In this particular design, if you examine the fixed bias on the EL34, it's set at -29 volts. To drive the EL34 at maximum class A1, you would require an input voltage swing of double that, or 58 volts peak-to-peak. This would drive the EL34 input grid to zero on positive swings and down to -58 volts on negative swings.

If you examine the biasing on the 12AX7 (or 12AY7), you need to ensure proper biasing so that the required output voltage swing (around 60 volts), versus the actual gain of the stage, does not require driving the grid of the input tube more positive than the cathode (determined by the cathode resistor value and the idling current). As an example, if the cathode is at 1 volt, and the stage gain is only 25 volts/volt, you won't be able to develop more than 50 volts peak-to-peak swing before pushing the grid positive. This results in class A2 operation and high distortion and non-linearity results.

So, back to your chosen circuit... as you are only looking to swap the input tube for a lower gain, your plate supply is already defined. So in this case, I would be inclined to "back into" the bias points. With 320 volts, I would be inclined to split that between the tube and the plate load resistor, or 160 volts each (less the cathode bias voltage). From previous experience, I've used the 12AY7 as a paralleled input tube with 1.4ma on each triode section, but at a lower plate voltage. Looking at the plate curves, 160 volts and 2ma of current per section would be around 2.5 volts bias. In this config, you should expect a voltage gain ~30 depending on the tube. This should work and give you plenty of headroom for overload on the input grid. Now to calculate values.
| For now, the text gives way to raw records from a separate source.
// Copyright (c) 2025 R3BL LLC. Licensed under Apache License, Version 2.0.

//! The editing mode state machine. One explicit current state, a transition table keyed
//! by (state, widget), and the keymap layers each state consults.

// Attach.
mod edit_mode;
mod transition_table;
mod vi_operator;

// Re-export.
pub use edit_mode::*;
pub use transition_table::*;
pub use vi_operator::*;
// Copyright (c) 2025 R3BL LLC. Licensed under Apache License, Version 2.0.

//! # r3bl_line_reader
//!
//! A modal line editing engine for terminal programs (shells, REPLs, consoles). Given a
//! stream of key presses it maintains an editable buffer, renders prompts, and hands
//! back a finished line.
//!
//! The engine is a state machine built out of these parts:
//!
//! | Module          | Responsibility                                                     |
//! |-----------------|--------------------------------------------------------------------|
//! | [`buffer`]      | Text, cursor, mark, and region type                                |
//! | [`keymap`]      | Key notation, keymaps, ambiguous prefix resolution                 |
//! | [`mode`]        | Editing mode state machine (emacs, vi insert/command/opp, visual, menu) |
//! | [`widget`]      | Named widgets: built-in catalogue and user registry                |
//! | [`undo`]        | Undo/redo snapshots and the kill ring                              |
//! | [`argument`]    | Numeric argument (repeat count) accumulation                       |
//! | [`prompt`]      | `%` escape prompt templates with column width accounting           |
//! | [`options`]     | Option flags, variables, JSON config                               |
//! | [`collaborators`]| History, completer, parser, highlighter, expander traits          |
//! | [`reader`]      | [`LineReader`], the read loop, dispatch, and redisplay             |
//!
//! # Example
//!
//! ```no_run
//! use r3bl_line_reader::{LineReader, ReadlineEvent};
//!
//! let mut reader = LineReader::builder().build_for_terminal()?;
//! loop {
//!     match reader.read_line(Some("%N> "), None, None, None)? {
//!         ReadlineEvent::Line(line) => println!("got: {line}"),
//!         ReadlineEvent::Interrupted { .. } => continue,
//!         ReadlineEvent::Eof => break,
//!     }
//! }
//! # Ok::<(), r3bl_line_reader::ReadlineError>(())
//! ```

// https://github.com/rust-lang/rust-clippy
// https://rust-lang.github.io/rust-clippy/master/index.html
#![warn(clippy::all)]
#![warn(rust_2018_idioms)]
#![cfg_attr(not(test), deny(clippy::unwrap_in_result))]

// Attach sources.
pub mod argument;
pub mod buffer;
pub mod collaborators;
pub mod core;
pub mod keymap;
pub mod mode;
pub mod options;
pub mod prompt;
pub mod reader;
pub mod undo;
pub mod widget;

// Re-export.
pub use argument::*;
pub use buffer::*;
pub use collaborators::*;
pub use crate::core::*;
pub use keymap::*;
pub use mode::*;
pub use options::*;
pub use prompt::*;
pub use reader::*;
pub use undo::*;
pub use widget::*;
Cathode Bias resistor = 2.5 volts @ 2ma, or 2.5 divided by 0.002 = 1250 ohms.

Plate Load resistor = 320 - 160 divided by 0.002 = 80K

Then half those values for paralleling the two triode stages = 40K plate resistor and 625 ohms bias resistor.

This is where I would start, do some scoping/measuring and fine tune your bias points if needed. What you're trying to do is ensure low distortion in each stage plus wide bandwidth and adequate headroom to ensure proper operation as the tubes age and be flexible to handle normal variations in tubes of the same type.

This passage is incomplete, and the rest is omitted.